Далее Фейхтвангер говорит о внутреннем мире Троцкого, для которого идея мировой революции стала болезненной идеей фикс. И так как основная база революционной силы была в СССР, которым, по мнению Троцкого, правила банда оппортунистов, то как раз СССР и становился главным врагом.
У него есть один абзац: «Неболыиевистское прошлое Троцкого — это не случайность. Так отвечает Ленин в своём завещании на вопрос о том, возможен ли договор между Троцким и фашистами». — А.К.)
Правдоподобны ли обвинения, предъявленные Радеку и Пятакову. Что касается Пятакова, Сокольникова, Радека, представших перед судом во втором процессе, то по поводу них возражения были следующего порядка: невероятно, чтобы люди с их рангом и влиянием вели работу против государства, которому они были обязаны своим положением и постами, чтобы они пустились в то авантюрное предприятие, которое им ставит в вину обвинение.
Идеологические мотивы обвиняемых. Мне кажется неправильным рассматривать этих людей только под углом зрения занимаемого ими положения и их влияния.
Пятаков и Сокольников были не только крупным чиновниками, а Радек был не только главным редактором «Известий» и одним из близких советников Сталина. Большинство этих обвиняемых, а по сути-то и все, были в первую очередь конспираторами, профессиональными революционерами. Всю свою жизнь они были страстными бунтовщиками и сторонниками переворота — в этом было их призвание. Всё чего они достигли, они достигли вопреки предсказаниям «разумных», благодаря своему мужеству, оптимизму, любви к рискованным предприятиям. Заговор был формой их существования.
К тому же они верили в Троцкого, обладавшего огромной силой внушения. Вместе со своим учителем они видели в «государстве Сталина» искажённый образ того, к чему они сами стремились, и свою высшею цель видели в том, чтобы внести в это искаженное общество свои коррективы.
Возражения наблюдателей на Западе. Против порядка ведения процесса.
Кроме нападок на само обвинение слышатся не менее резкие нападки на самый порядок ведения процесса. Если имелись документы и свидетели, спрашивают сомневающиеся, то почему же держали эти документы в ящике, свидетелей держали за кулисами, а довольствовались не заслуживающими доверия признаниями?
Причина упрощённой процедуры процессов. (Это была историческая ошибка, мина замедленного действия, которая взорвалась в 1953–1956 гг. — А.К.)
…Мне объяснили причину такого подхода к ситуации.
Это так и было нужно. На процессе мы показали некоторым образом только квинтэссенцию, препарированный результат предварительного следствия. Уличающий материал был проверен ранее и уже был предъявлен обвиняемым. На процессе было достаточно подтверждения их признания.

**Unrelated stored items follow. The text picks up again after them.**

//! Common test infrastructure shared across integration tests.
//!
//! This module provides:
//! - `stubs`: a recording behavior graph and an in-memory socket network
//! - helpers for building controllers, observers and scene-entry batches
//!
//! # Usage
//!
//! From any integration test file:
//! ```ignore
//! #[path = "common/mod.rs"]
//! mod common;
//! use common::stubs::{FakeGraph, LoopbackNet};
//! use common::{client_controller, collector};
//! ```

#![allow(dead_code, clippy::panic, clippy::unwrap_used, clippy::expect_used)]

pub mod stubs;

use std::sync::Arc;

use scene_sync::telemetry::{CollectingObserver, ObserverHandle};
use scene_sync::{EntityKey, EntityType, InstanceId, SceneController, SceneEvent, SyncConfig};

use stubs::{FakeGraph, GraphProbe};

/// Installs a test-writer tracing subscriber once per test binary. Later calls
/// are no-ops.
pub fn init_tracing() {
    let _ = tracing_subscriber::fmt()
        .with_test_writer()
        .with_max_level(tracing::Level::DEBUG)
        .try_init();
}

/// A collecting observer and the handle to pass to the crate.
pub fn collector() -> (Arc<CollectingObserver>, ObserverHandle) {
    let collector = Arc::new(CollectingObserver::new());
    let handle: ObserverHandle = collector.clone();
    (collector, handle)
}

/// Shorthand for an entity key.
pub fn key(entity_type: EntityType, id: u8) -> EntityKey {
    EntityKey::new(entity_type, InstanceId::new(id))
}

/// A controller with the built-in catalog and `config`, with `scene` loaded.
pub fn loaded_controller(config: &SyncConfig, scene: &str) -> SceneController {
    init_tracing();
    let mut controller = SceneController::new(config).unwrap();
    controller.scene_loaded(scene);
    controller
}

/// A controller reporting to a fresh collector, with `scene` loaded.
pub fn observed_controller(scene: &str) -> (SceneController, Arc<CollectingObserver>) {
    init_tracing();
    let (collector, handle) = collector();
    let mut controller = SceneController::new(&SyncConfig::default())
        .unwrap()
        .with_observer(handle);
    controller.scene_loaded(scene);
    (controller, collector)
}

/// Registers an object by its engine name with a fresh [`FakeGraph`].
pub fn enable(controller: &mut SceneController, raw_name: &str) -> (EntityKey, GraphProbe) {
    let (graph, probe) = FakeGraph::boxed();
    let key = controller
        .entity_enabled(raw_name, graph)
        .unwrap_or_else(|| panic!("`{raw_name}` should classify"));
    (key, probe)
}

/// Enters the loaded scene as a client with `batch` as the scene-entry batch.
pub fn enter_as_client(controller: &mut SceneController, batch: Vec<scene_sync::EntityUpdate>) {
    controller.handle_event(SceneEvent::EnterScene {
        scene_host: false,
        batch,
    });
}

/// Enters the loaded scene as the scene host.
pub fn enter_as_host(controller: &mut SceneController) {
    controller.handle_event(SceneEvent::EnterScene {
        scene_host: true,
        batch: Vec::new(),
    });
}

Пусть тот, кого смущает это, вспомнит, что это дело рассматривал военный Суд (правильно — Военный трибунал. — А.К.) и что процесс этот был процессом политическим. Нас интересовала чистка внутриполитической атмосферы. Мы хотели, чтобы весь народ от Минска до Владивостока понял происходящее. Нельзя забывать, что весь народ ещё не так давно, кроме узкой прослойки интеллигенции, был просто неграмотным. И политические взаимоотношения его с государством были ограничены общением с управляющим барина, попом и целовальником в казённом кабаке. Народ в основной массе на самом деле только недавно начал осознавать, что он живёт в новом государстве.
Поэтому мы постарались обставить процесс с максимальной простотой и ясностью. (Такие комментарии Фейхтвангеру могли давать разные пиплы от Молотова и Сталина до студента МГУ. — А.К.)
Подробное изложение документов, свидетельских показаний, разного рода следственного материала может интересовать юристов, криминалистов, историков, а наших советских граждан мы бы только запутали таким чрезмерным нагромождением деталей. Безусловное признание говорит им больше, чем множество остроумно сопоставленных доказательств. Мы вели этот процесс не для иностранных криминалистов, а для нашего народа…
Гипотезы с авантюрным оттенком. Так как такой весьма внушительный факт, как признание, его точность и определённость, опровергнут быть не может, сомневающиеся стали выдвигать самые авантюристические предположения о методах получения этих признаний.
В первую очередь, конечно, было выдвинуто наиболее примитивное предположение. Обвиняемые под пытками и под угрозами новых, ещё более страшных пыток были вынуждены к признанию. Однако это было явно опровергнуто хотя бы несомненно свежим видом обвиняемых и их общим физическим и умственным состоянием. Это поставило в трудное положение даже убеждённых скептиков, которые присутствовали на процессах.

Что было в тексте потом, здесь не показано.